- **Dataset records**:
=====
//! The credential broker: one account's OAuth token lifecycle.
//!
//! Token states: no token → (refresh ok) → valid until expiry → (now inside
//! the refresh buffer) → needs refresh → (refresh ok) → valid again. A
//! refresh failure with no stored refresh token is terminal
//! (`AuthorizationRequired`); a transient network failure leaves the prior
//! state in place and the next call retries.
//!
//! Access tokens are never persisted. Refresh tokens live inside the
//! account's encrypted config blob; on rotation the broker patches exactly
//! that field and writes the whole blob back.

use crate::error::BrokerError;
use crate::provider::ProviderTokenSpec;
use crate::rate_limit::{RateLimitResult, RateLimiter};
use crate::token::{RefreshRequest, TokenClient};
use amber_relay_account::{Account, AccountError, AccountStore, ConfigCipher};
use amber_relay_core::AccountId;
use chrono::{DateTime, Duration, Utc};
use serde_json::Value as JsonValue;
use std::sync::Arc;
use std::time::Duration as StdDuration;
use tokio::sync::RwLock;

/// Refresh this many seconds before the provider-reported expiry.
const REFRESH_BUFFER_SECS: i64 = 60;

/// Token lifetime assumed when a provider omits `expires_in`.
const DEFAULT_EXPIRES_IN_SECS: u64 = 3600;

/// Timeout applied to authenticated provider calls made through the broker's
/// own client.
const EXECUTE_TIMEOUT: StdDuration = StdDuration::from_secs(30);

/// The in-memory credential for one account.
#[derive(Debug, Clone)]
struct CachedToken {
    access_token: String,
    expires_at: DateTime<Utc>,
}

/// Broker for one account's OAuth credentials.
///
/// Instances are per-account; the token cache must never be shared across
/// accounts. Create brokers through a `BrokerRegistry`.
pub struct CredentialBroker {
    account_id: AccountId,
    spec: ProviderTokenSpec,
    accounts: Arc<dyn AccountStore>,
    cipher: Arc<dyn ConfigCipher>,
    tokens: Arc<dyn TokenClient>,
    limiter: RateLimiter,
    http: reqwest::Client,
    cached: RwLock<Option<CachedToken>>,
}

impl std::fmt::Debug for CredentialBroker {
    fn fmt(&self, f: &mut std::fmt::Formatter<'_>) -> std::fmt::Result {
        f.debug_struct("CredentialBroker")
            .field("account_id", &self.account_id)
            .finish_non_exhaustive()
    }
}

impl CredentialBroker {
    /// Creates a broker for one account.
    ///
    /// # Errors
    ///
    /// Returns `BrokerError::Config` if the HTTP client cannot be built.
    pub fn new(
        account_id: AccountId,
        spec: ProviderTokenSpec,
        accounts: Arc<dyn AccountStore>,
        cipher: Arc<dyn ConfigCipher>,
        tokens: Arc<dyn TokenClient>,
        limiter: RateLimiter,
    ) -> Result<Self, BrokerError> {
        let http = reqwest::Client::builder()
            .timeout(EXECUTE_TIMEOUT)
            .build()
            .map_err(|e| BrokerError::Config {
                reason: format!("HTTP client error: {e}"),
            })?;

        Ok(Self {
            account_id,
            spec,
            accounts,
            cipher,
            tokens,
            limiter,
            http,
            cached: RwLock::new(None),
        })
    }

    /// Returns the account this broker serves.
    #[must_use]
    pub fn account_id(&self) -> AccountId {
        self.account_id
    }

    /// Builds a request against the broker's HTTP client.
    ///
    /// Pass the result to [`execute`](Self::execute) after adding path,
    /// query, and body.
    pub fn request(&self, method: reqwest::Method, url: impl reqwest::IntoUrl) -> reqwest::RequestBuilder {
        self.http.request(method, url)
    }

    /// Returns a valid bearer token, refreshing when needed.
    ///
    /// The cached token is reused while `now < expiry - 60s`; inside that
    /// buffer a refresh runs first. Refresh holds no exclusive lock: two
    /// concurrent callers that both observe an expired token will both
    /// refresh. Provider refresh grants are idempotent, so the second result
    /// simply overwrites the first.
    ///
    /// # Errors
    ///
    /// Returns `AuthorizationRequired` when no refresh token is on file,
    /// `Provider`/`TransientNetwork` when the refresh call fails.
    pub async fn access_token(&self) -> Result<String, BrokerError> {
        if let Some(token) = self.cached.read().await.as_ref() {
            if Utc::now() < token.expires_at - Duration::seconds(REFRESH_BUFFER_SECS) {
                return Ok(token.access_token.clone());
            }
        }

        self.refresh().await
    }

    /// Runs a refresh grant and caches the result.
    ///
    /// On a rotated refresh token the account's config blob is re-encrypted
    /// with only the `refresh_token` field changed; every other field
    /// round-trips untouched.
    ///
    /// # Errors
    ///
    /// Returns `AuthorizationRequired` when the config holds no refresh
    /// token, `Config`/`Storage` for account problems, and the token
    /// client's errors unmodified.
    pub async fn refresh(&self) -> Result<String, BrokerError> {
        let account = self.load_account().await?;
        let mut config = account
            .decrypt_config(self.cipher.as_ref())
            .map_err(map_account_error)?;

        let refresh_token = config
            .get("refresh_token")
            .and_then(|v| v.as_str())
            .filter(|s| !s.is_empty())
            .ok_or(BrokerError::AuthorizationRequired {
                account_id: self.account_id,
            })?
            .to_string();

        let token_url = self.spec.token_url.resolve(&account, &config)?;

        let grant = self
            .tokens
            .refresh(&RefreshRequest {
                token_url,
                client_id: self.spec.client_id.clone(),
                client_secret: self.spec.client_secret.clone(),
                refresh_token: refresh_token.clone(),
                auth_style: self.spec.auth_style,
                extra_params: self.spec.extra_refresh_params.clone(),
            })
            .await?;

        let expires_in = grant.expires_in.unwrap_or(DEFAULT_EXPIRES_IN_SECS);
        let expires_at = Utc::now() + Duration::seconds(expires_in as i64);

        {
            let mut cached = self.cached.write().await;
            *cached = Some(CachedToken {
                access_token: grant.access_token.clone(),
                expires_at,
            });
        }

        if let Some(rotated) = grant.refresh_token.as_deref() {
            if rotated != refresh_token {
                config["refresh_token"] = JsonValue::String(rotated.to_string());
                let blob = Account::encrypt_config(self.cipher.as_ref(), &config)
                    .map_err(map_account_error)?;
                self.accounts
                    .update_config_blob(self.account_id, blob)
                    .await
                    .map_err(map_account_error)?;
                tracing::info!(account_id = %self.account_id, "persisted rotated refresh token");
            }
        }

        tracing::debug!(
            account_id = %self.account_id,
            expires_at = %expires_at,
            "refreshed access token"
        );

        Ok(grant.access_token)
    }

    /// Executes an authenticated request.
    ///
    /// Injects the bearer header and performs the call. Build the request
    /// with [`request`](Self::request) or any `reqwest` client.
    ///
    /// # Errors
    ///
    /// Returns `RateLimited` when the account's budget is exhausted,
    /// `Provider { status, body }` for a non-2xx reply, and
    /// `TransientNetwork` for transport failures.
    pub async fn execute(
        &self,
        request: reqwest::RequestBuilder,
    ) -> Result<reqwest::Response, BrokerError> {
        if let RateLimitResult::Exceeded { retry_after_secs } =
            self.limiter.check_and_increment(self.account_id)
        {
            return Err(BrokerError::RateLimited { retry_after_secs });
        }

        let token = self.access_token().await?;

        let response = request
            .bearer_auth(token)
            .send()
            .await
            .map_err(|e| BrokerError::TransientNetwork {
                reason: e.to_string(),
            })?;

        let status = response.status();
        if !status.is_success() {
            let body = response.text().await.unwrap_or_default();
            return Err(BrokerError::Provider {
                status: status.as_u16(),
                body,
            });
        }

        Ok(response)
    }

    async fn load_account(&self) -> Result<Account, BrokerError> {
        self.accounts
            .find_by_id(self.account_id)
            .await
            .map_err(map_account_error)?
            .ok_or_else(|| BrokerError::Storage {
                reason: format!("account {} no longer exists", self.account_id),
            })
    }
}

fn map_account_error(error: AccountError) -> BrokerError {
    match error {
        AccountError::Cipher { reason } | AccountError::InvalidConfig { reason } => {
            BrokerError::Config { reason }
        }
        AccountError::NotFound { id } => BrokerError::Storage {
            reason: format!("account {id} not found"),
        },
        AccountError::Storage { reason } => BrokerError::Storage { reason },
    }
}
=====
- **Task details**: Number of lines above holding "RefreshRequest"? Give that number alone.

- **Written response**: 2